* **INPUT DATA**:
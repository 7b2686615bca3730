//! Cloudflare email-protection decoding
//!
//! Protected addresses are hex strings: the first byte is an XOR key and each
//! following byte is one character of the address XORed with that key.

use scraper::{Html, Selector};

const PROTECTION_PATH: &str = "/cdn-cgi/l/email-protection";

/// Decodes a single Cloudflare-protected hex string
///
/// Returns None if the string is not valid hex, is empty, does not decode to
/// UTF-8, or does not look like an address.
pub fn decode_cfemail(encoded: &str) -> Option<String> {
    let bytes = hex::decode(encoded.trim()).ok()?;
    let (&key, rest) = bytes.split_first()?;
    let decoded: Vec<u8> = rest.iter().map(|b| b ^ key).collect();
    let address = String::from_utf8(decoded).ok()?;
    if address.contains('@') {
        Some(address)
    } else {
        None
    }
}

/// Returns every decodable protected address on the page
///
/// Sources are `data-cfemail` attributes and the `#hex` fragment of links to
/// the protection endpoint.
pub fn extract_obfuscated(doc: &Html) -> Vec<String> {
    let mut encoded = Vec::new();

    if let Ok(selector) = Selector::parse("[data-cfemail]") {
        for element in doc.select(&selector) {
            if let Some(value) = element.value().attr("data-cfemail") {
                encoded.push(value.to_string());
            }
        }
    }

    if let Ok(selector) = Selector::parse("a[href]") {
        for element in doc.select(&selector) {
            let Some(href) = element.value().attr("href") else {
                continue;
            };
            if !href.contains(PROTECTION_PATH) {
                continue;
            }
            if let Some((_, fragment)) = href.split_once('#') {
                encoded.push(fragment.to_string());
            }
        }
    }

    encoded
        .iter()
        .filter_map(|value| decode_cfemail(value))
        .collect()
}
//! URL handling module
//!
//! Normalization of website values read from record stores, href resolution
//! for discovered links, and the host/origin helpers used by robots.txt
//! caching and email ownership checks.

mod domain;
mod normalize;

pub use domain::{extract_domain, is_same_or_subdomain, origin_key, robots_url};
pub use normalize::{dedup_key, ensure_http, has_inert_scheme, parse_http_url, resolve_href};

* **AIM OF THE TASK**:
List every line above containing the word "bytes".

* **REPLY**:
    let bytes = hex::decode(encoded.trim()).ok()?;
    let (&key, rest) = bytes.split_first()?;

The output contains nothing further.